▶
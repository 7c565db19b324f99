//! Event handler

use std::sync::Arc;

use crate::{Event, Filter, Sink, SinkError};

/// Routes events to a sink through a filter.
///
/// A handler without a sink drops every event, which is the default for
/// deployments that have not opted into operator alerts.
#[derive(Clone, Default)]
pub struct Handler {
    sink: Option<Arc<dyn Sink>>,
    filter: Filter,
}

impl Handler {
    pub fn new(sink: Arc<dyn Sink>, filter: Filter) -> Self {
        Self {
            sink: Some(sink),
            filter,
        }
    }

    /// A handler that discards every event.
    pub fn null() -> Self {
        Self::default()
    }

    pub fn filter(&self) -> &Filter {
        &self.filter
    }

    /// Forwards `event` to the sink if the filter admits it.
    pub fn dispatch(&self, event: &dyn Event) -> Result<(), SinkError> {
        let Some(sink) = &self.sink else {
            return Ok(());
        };
        if self.filter.should_dispatch(event) {
            return sink.add_event(event);
        }
        Ok(())
    }
}

impl std::fmt::Debug for Handler {
    fn fmt(&self, f: &mut std::fmt::Formatter<'_>) -> std::fmt::Result {
        f.debug_struct("Handler")
            .field("sink", &self.sink.is_some())
            .field("filter", &self.filter)
            .finish()
    }
}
◀
→ TO DO
Make an exact copy of the lines running from the one with "#[derive(Clone, Default)]" to the last line of the listing, including both ends.

→ EXERCISE ANSWER
#[derive(Clone, Default)]
pub struct Handler {
    sink: Option<Arc<dyn Sink>>,
    filter: Filter,
}

impl Handler {
    pub fn new(sink: Arc<dyn Sink>, filter: Filter) -> Self {
        Self {
            sink: Some(sink),
            filter,
        }
    }

    /// A handler that discards every event.
    pub fn null() -> Self {
        Self::default()
    }

    pub fn filter(&self) -> &Filter {
        &self.filter
    }

    /// Forwards `event` to the sink if the filter admits it.
    pub fn dispatch(&self, event: &dyn Event) -> Result<(), SinkError> {
        let Some(sink) = &self.sink else {
            return Ok(());
        };
        if self.filter.should_dispatch(event) {
            return sink.add_event(event);
        }
        Ok(())
    }
}

impl std::fmt::Debug for Handler {
    fn fmt(&self, f: &mut std::fmt::Formatter<'_>) -> std::fmt::Result {
        f.debug_struct("Handler")
            .field("sink", &self.sink.is_some())
            .field("filter", &self.filter)
            .finish()
    }
}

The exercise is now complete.